Demo Video Link -> (https://clipchamp.com/watch/mXZhUSxp1NY)
Please install all the required libraries as specified in the requirements.txt file first and choose the option of launching the app with or without GUI
For pip users
pip install -r requirements.txt
For Anaconda environment users
conda install --file requirements.txt
- Please do not be tempted to change the max crawling depth to 30, if you have patience to wait for the results, yes go ahead.
- As 'crawling depth' introduces multiple website launches, more data extraction and transformation that is inherently time consuming
This App is utilizing streamlit library for UI components and charts. So to launch the app with UI execute the following command after having installed all pip dependencies.

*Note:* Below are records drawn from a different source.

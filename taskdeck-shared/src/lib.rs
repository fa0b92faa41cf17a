//! # Taskdeck Shared Library
//!
//! Shared types and business logic for the Taskdeck API server.
//!
//! ## Module Organization
//!
//! - `models`: Database models (users, tasks) and their CRUD operations
//! - `auth`: Password hashing, JWT tokens, and the authorization policy
//! - `validation`: Task write validation
//! - `db`: Connection pool and migration runner

pub mod auth;
pub mod db;
pub mod models;
pub mod validation;

/// Current version of the shared library
pub const VERSION: &str = env!("CARGO_PKG_VERSION");

#[cfg(test)]
mod tests {
    use super::*;

    #[test]
    fn test_version_is_set() {
        assert!(!VERSION.is_empty());
    }
}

streamlit run ./source/AppDashboard.py
This will launch default browser window with homepage at http://localhost:8501/
Just Execute the below python command in CLI
python your_directory\source\RunScraper.py 'nike' '5'
or
python your_directory\source\RunScraper.py 'nike' 5
here 'nike' is the hashtag 5 is the max crawling depth
If you launch the app without UI, you will get to find the data files under the names(social_media_data.json -> Web Data, hashtag_analytics_data.json -> Analytics Data)
Why have we setup subprocess?
- streamlit or any webserver that launches UI will not allow any scraper to run out-of-the-box in the server's context. As scraping involved launching website and capturing data. This is considered as security threat to app servers.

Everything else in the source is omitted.